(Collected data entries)

>>>>

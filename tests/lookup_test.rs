mod common;

use crm_bridge::engine::http::build_client;
use crm_bridge::engine::{lookup, Session};
use crm_bridge::storage::Integration;
use crm_bridge::Error;

fn integration_for(url: &str) -> Integration {
    Integration {
        name: "test-crm".to_string(),
        list_invoices_url: Some(format!("{}/invoices", url)),
        invoice_number_prefix: Some("FS/".to_string()),
        invoice_number_suffix: Some("/MCG".to_string()),
        ..Default::default()
    }
}

#[tokio::test]
async fn prefixed_remote_number_matches_the_local_one() {
    let server = common::spawn(|_req| {
        common::response(
            200,
            "OK",
            &[],
            r#"{"data":[
                {"number":"FS/122/MCG","pdf_url":"https://crm.test/pdf/122"},
                {"number":"FS/123/MCG","pdf_url":"https://crm.test/pdf/123"}
            ]}"#,
        )
    });

    let client = build_client();
    let mut session = Session::new();
    let result = lookup::find_invoice_pdf(&client, &integration_for(&server.url), &mut session, "123")
        .await
        .unwrap();

    assert_eq!(result.pdf_url, "https://crm.test/pdf/123");
}

#[tokio::test]
async fn top_level_array_listings_are_accepted() {
    let server = common::spawn(|_req| {
        common::response(
            200,
            "OK",
            &[],
            r#"[{"number":"FS/7/MCG","url":"https://crm.test/doc/7"}]"#,
        )
    });

    let client = build_client();
    let mut session = Session::new();
    let result = lookup::find_invoice_pdf(&client, &integration_for(&server.url), &mut session, "7")
        .await
        .unwrap();

    assert_eq!(result.pdf_url, "https://crm.test/doc/7");
}

#[tokio::test]
async fn zero_matches_is_a_lookup_error() {
    let server = common::spawn(|_req| {
        common::response(200, "OK", &[], r#"{"data":[{"number":"FS/1/MCG","pdf_url":"x"}]}"#)
    });

    let client = build_client();
    let mut session = Session::new();
    let err = lookup::find_invoice_pdf(&client, &integration_for(&server.url), &mut session, "999")
        .await
        .unwrap_err();

    match err {
        Error::Lookup(message) => assert!(message.contains("999")),
        other => panic!("expected lookup error, got {:?}", other),
    }
}

#[tokio::test]
async fn duplicate_matches_prefer_the_most_recent() {
    let server = common::spawn(|_req| {
        common::response(
            200,
            "OK",
            &[],
            r#"{"rows":[
                {"number":"FS/5/MCG","created_at":"2024-05-01T10:00:00Z","pdf_url":"https://crm.test/old"},
                {"number":"FS/5/MCG","created_at":"2024-06-01T10:00:00Z","pdf_url":"https://crm.test/new"}
            ]}"#,
        )
    });

    let client = build_client();
    let mut session = Session::new();
    let result = lookup::find_invoice_pdf(&client, &integration_for(&server.url), &mut session, "5")
        .await
        .unwrap();

    assert_eq!(result.pdf_url, "https://crm.test/new");
}

#[tokio::test]
async fn undatable_duplicates_are_ambiguous() {
    let server = common::spawn(|_req| {
        common::response(
            200,
            "OK",
            &[],
            r#"{"data":[
                {"number":"FS/5/MCG","pdf_url":"a"},
                {"number":"FS/5/MCG","pdf_url":"b"}
            ]}"#,
        )
    });

    let client = build_client();
    let mut session = Session::new();
    let err = lookup::find_invoice_pdf(&client, &integration_for(&server.url), &mut session, "5")
        .await
        .unwrap_err();

    assert!(matches!(err, Error::Lookup(_)));
}

#[tokio::test]
async fn matched_row_without_a_link_is_an_error() {
    let server = common::spawn(|_req| {
        common::response(200, "OK", &[], r#"{"data":[{"number":"FS/5/MCG"}]}"#)
    });

    let client = build_client();
    let mut session = Session::new();
    let err = lookup::find_invoice_pdf(&client, &integration_for(&server.url), &mut session, "5")
        .await
        .unwrap_err();

    match err {
        Error::Lookup(message) => assert!(message.contains("PDF")),
        other => panic!("expected lookup error, got {:?}", other),
    }
}

#[tokio::test]
async fn missing_listing_endpoint_is_reported_as_not_configured() {
    let client = build_client();
    let mut session = Session::new();
    let mut integration = integration_for("http://127.0.0.1:1");
    integration.list_invoices_url = None;

    let err = lookup::find_invoice_pdf(&client, &integration, &mut session, "5")
        .await
        .unwrap_err();

    match err {
        Error::Lookup(message) => assert!(message.contains("configured")),
        other => panic!("expected lookup error, got {:?}", other),
    }
}
use anyhow::{bail, Context, Result};
use clap::{Parser, Subcommand};
use crm_bridge::curl;
use crm_bridge::engine::SyncEngine;
use crm_bridge::mapping;
use crm_bridge::placeholders;
use crm_bridge::storage::{encryption, IntegrationInput, SqliteStorage, Storage};
use std::fs;
use std::path::PathBuf;
use uuid::Uuid;

#[derive(Parser, Debug)]
#[command(author, version, about, long_about = None)]
struct Args {
    #[command(subcommand)]
    command: Commands,
}

#[derive(Subcommand, Debug)]
enum Commands {
    /// Initialize the database
    InitDb {
        /// Database URL (default: sqlite:crm_bridge.db)
        #[arg(long, default_value = "sqlite:crm_bridge.db")]
        db_url: String,
    },
    /// Create an integration from a JSON config file
    AddIntegration {
        /// Path to the integration JSON (IntegrationInput shape)
        #[arg(short, long)]
        file: PathBuf,
        /// Database URL
        #[arg(long, default_value = "sqlite:crm_bridge.db")]
        db_url: String,
    },
    /// List configured integrations
    ListIntegrations {
        /// Database URL
        #[arg(long, default_value = "sqlite:crm_bridge.db")]
        db_url: String,
    },
    /// Show one integration (read model, credential redacted)
    ShowIntegration {
        /// Integration ID
        #[arg(short, long)]
        id: Uuid,
        /// Database URL
        #[arg(long, default_value = "sqlite:crm_bridge.db")]
        db_url: String,
    },
    /// Delete an integration
    DeleteIntegration {
        /// Integration ID
        #[arg(short, long)]
        id: Uuid,
        /// Database URL
        #[arg(long, default_value = "sqlite:crm_bridge.db")]
        db_url: String,
    },
    /// Run the login handshake against an integration's target system
    TestConnection {
        /// Integration ID
        #[arg(short, long)]
        id: Uuid,
        /// Database URL
        #[arg(long, default_value = "sqlite:crm_bridge.db")]
        db_url: String,
    },
    /// Parse a captured curl command and suggest a field mapping
    ParseCurl {
        /// Path to a file holding the pasted curl command
        #[arg(short, long)]
        file: PathBuf,
    },
    /// List the available mapping placeholders
    Placeholders,
}

#[tokio::main]
async fn main() -> Result<()> {
    let args = Args::parse();

    match args.command {
        Commands::InitDb { db_url } => {
            // Ensure the file exists for sqlite
            if db_url.starts_with("sqlite:") {
                let path = db_url.trim_start_matches("sqlite:");
                if !std::path::Path::new(path).exists() {
                    fs::File::create(path)?;
                }
            }
            let storage = SqliteStorage::new(&db_url).await?;
            storage.init().await?;
            println!("Database initialized at {}", db_url);
        }
        Commands::AddIntegration { file, db_url } => {
            let content = fs::read_to_string(&file)
                .with_context(|| format!("reading {}", file.display()))?;
            let input: IntegrationInput = serde_json::from_str(&content)?;

            // Reject a mapping that would fail at send time.
            mapping::compile(&input.field_mapping)?;
            if input.password.is_none() {
                bail!("the integration config must carry a password");
            }

            let storage = SqliteStorage::new(&db_url).await?;
            let integration = storage.create_integration(&input).await?;
            println!("Integration created: {} (ID: {})", integration.name, integration.id);
        }
        Commands::ListIntegrations { db_url } => {
            let storage = SqliteStorage::new(&db_url).await?;
            let integrations = storage.list_integrations().await?;
            for integration in integrations {
                let view = integration.view();
                println!(
                    "- {} (ID: {}, active: {}, credential: {})",
                    view.name, view.id, view.is_active, view.has_credential
                );
            }
        }
        Commands::ShowIntegration { id, db_url } => {
            let storage = SqliteStorage::new(&db_url).await?;
            let Some(integration) = storage.get_integration(id).await? else {
                bail!("no integration with ID {}", id);
            };
            println!("{}", serde_json::to_string_pretty(&integration.view())?);
        }
        Commands::DeleteIntegration { id, db_url } => {
            let storage = SqliteStorage::new(&db_url).await?;
            if storage.delete_integration(id).await? {
                println!("Integration {} deleted", id);
            } else {
                bail!("no integration with ID {}", id);
            }
        }
        Commands::TestConnection { id, db_url } => {
            let storage = SqliteStorage::new(&db_url).await?;
            let Some(integration) = storage.get_integration(id).await? else {
                bail!("no integration with ID {}", id);
            };
            let password = encryption::decrypt(&integration.password)
                .context("stored credential could not be decrypted")?;

            let engine = SyncEngine::new();
            let result = engine.test_connection(&integration, &password).await;
            if result.success {
                println!("OK: {}", result.message);
            } else {
                println!("FAILED: {}", result.message);
            }
        }
        Commands::ParseCurl { file } => {
            let content = fs::read_to_string(&file)
                .with_context(|| format!("reading {}", file.display()))?;
            let request = curl::parse(&content)?;
            println!("{} {}", request.method, request.url);
            if let Some(content_type) = &request.content_type {
                println!("Content-Type: {}", content_type);
            }
            for field in curl::suggest_fields(&request) {
                match field.suggested_placeholder {
                    Some(token) => println!("  {} = {:?}  -> {}", field.name, field.value, token),
                    None => println!("  {} = {:?}", field.name, field.value),
                }
            }
        }
        Commands::Placeholders => {
            for (token, info) in placeholders::list() {
                println!("{}  {} (e.g. {})", token, info.description, info.example);
            }
        }
    }

    Ok(())
}
use util::rubric::{Rule, RuleKind};

use crate::error::MarkerError;
use crate::traits::evaluator::{EvaluationContext, RuleEvaluator, kind_mismatch};
use crate::types::ScoreOutcome;

/// If `if_question` was answered `if_answer`, grade `then_question`;
/// otherwise the rule does not apply and counts for nothing either way.
pub struct ConditionalEvaluator;

impl RuleEvaluator for ConditionalEvaluator {
    fn kind(&self) -> RuleKind {
        RuleKind::Conditional
    }

    fn validate(&self, rule: &Rule) -> Result<(), MarkerError> {
        let Rule::Conditional(cfg) = rule else {
            return Err(kind_mismatch(rule, self.kind()));
        };
        if cfg.if_question == cfg.then_question {
            return Err(MarkerError::invalid_rule(
                rule.label(),
                "if_question and then_question must differ",
            ));
        }
        Ok(())
    }

    fn evaluate(&self, rule: &Rule, ctx: &EvaluationContext<'_>) -> Result<ScoreOutcome, MarkerError> {
        let Rule::Conditional(cfg) = rule else {
            return Err(kind_mismatch(rule, self.kind()));
        };

        let trigger = ctx.answer(&cfg.if_question);
        if trigger != cfg.if_answer {
            return Ok(ScoreOutcome::not_applicable(
                rule,
                format!(
                    "Not applicable: {} was not answered '{}'",
                    cfg.if_question, cfg.if_answer
                ),
            ));
        }

        let answer = ctx.answer(&cfg.then_question);
        let outcome = ScoreOutcome::for_rule(rule, cfg.max_points)
            .with_question(cfg.then_question.clone())
            .with_student_answer(answer)
            .with_correct_answer(cfg.then_correct_answer.clone());

        Ok(if answer == cfg.then_correct_answer {
            outcome.award(cfg.max_points).with_feedback("Correct")
        } else {
            outcome.with_feedback(format!("Expected: {}", cfg.then_correct_answer))
        })
    }
}

#[cfg(test)]
mod tests {
    use super::*;
    use crate::evaluators::test_support::grade;
    use util::rubric::ConditionalRule;

    fn rule() -> Rule {
        Rule::Conditional(ConditionalRule {
            if_question: "Q1".into(),
            if_answer: "metric".into(),
            then_question: "Q2".into(),
            then_correct_answer: "100".into(),
            max_points: 3.0,
            description: None,
        })
    }

    #[test]
    fn grades_the_dependent_question_when_triggered() {
        let hit = grade(&rule(), &[("Q1", "metric"), ("Q2", "100")]);
        assert_eq!(hit.points_awarded, 3.0);
        assert_eq!(hit.is_correct, Some(true));
        assert_eq!(hit.question_id, "Q2");

        let miss = grade(&rule(), &[("Q1", "metric"), ("Q2", "212")]);
        assert_eq!(miss.points_awarded, 0.0);
        assert_eq!(miss.is_correct, Some(false));
    }

    #[test]
    fn unmet_condition_is_not_applicable() {
        let outcome = grade(&rule(), &[("Q1", "imperial"), ("Q2", "100")]);
        assert_eq!(outcome.is_correct, None);
        assert_eq!(outcome.points_awarded, 0.0);
    }

    #[test]
    fn trigger_comparison_is_exact() {
        assert_eq!(grade(&rule(), &[("Q1", "Metric"), ("Q2", "100")]).is_correct, None);
    }

    #[test]
    fn self_reference_fails_validation() {
        let bad = Rule::Conditional(ConditionalRule {
            if_question: "Q1".into(),
            if_answer: "a".into(),
            then_question: "Q1".into(),
            then_correct_answer: "a".into(),
            max_points: 1.0,
            description: None,
        });
        assert!(ConditionalEvaluator.validate(&bad).is_err());
    }
}
//! # Scorer Module
//!
//! Grades one submission against every top-level rule of a rubric.
//!
//! Grading a submission reads only the rubric and that submission, so any
//! number of submissions can be scored concurrently against the same rubric.

use util::execution_config::ScriptLimits;
use util::rubric::Rubric;
use util::submission::Submission;

use crate::error::MarkerError;
use crate::registry::Registry;
use crate::report::StudentResult;
use crate::traits::evaluator::EvaluationContext;

/// Evaluate each top-level rule in rubric order and total the outcomes.
///
/// # Errors
///
/// Only configuration problems the rubric should already have been validated
/// against (e.g. a rule type with no registered evaluator). Bad answers and
/// failing scripts produce zero-point outcomes instead.
pub fn grade_submission(
    rubric: &Rubric,
    submission: &Submission,
    registry: &Registry,
    script_limits: ScriptLimits,
) -> Result<StudentResult, MarkerError> {
    let ctx = EvaluationContext::new(submission, registry, script_limits);
    let details = rubric
        .rules
        .iter()
        .map(|rule| registry.dispatch(rule, &ctx))
        .collect::<Result<Vec<_>, _>>()?;

    let result = StudentResult::from_outcomes(&submission.student_id, details);
    tracing::debug!(
        student = %result.student_id,
        total = result.total_points,
        max = result.max_points,
        "Graded submission"
    );
    Ok(result)
}

#[cfg(test)]
mod tests {
    use super::*;
    use util::rubric::{ConditionalRule, ExactMatchRule, Rule};

    fn rubric() -> Rubric {
        Rubric::new(
            "quiz",
            vec![
                Rule::ExactMatch(ExactMatchRule {
                    question_id: "Q1".into(),
                    correct_answer: "Paris".into(),
                    max_points: 10.0,
                    case_sensitive: false,
                    trim_whitespace: true,
                    description: None,
                }),
                Rule::Conditional(ConditionalRule {
                    if_question: "Q2".into(),
                    if_answer: "yes".into(),
                    then_question: "Q3".into(),
                    then_correct_answer: "42".into(),
                    max_points: 5.0,
                    description: None,
                }),
            ],
        )
    }

    #[test]
    fn totals_follow_rubric_order() {
        let submission = Submission::new("s1", [("Q1", "paris"), ("Q2", "yes"), ("Q3", "41")]);
        let result =
            grade_submission(&rubric(), &submission, &Registry::with_defaults(), ScriptLimits::default())
                .unwrap();
        assert_eq!(result.details[0].rule_id, "EXACT_MATCH:Q1");
        assert_eq!(result.details[1].rule_id, "CONDITIONAL:Q3");
        assert_eq!(result.total_points, 10.0);
        assert_eq!(result.max_points, 15.0);
    }

    #[test]
    fn unmet_conditions_leave_the_denominator_alone() {
        let submission = Submission::new("s1", [("Q1", "paris"), ("Q2", "no")]);
        let result =
            grade_submission(&rubric(), &submission, &Registry::with_defaults(), ScriptLimits::default())
                .unwrap();
        assert_eq!(result.total_points, 10.0);
        assert_eq!(result.max_points, 10.0);
        assert_eq!(result.percentage, 100.0);
    }

    #[test]
    fn unregistered_rule_types_are_errors() {
        let mut registry = Registry::with_defaults();
        registry.unregister(util::rubric::RuleKind::Conditional);
        let submission = Submission::new("s1", [("Q1", "paris")]);
        let err = grade_submission(&rubric(), &submission, &registry, ScriptLimits::default()).unwrap_err();
        assert!(matches!(err, MarkerError::UnknownRuleType(_)));
    }
}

<<<<

TASK PROMPT:
For the string "struct", work out how many lines of the data contain it; answer with the number alone.

EXERCISE RESPONSE:
2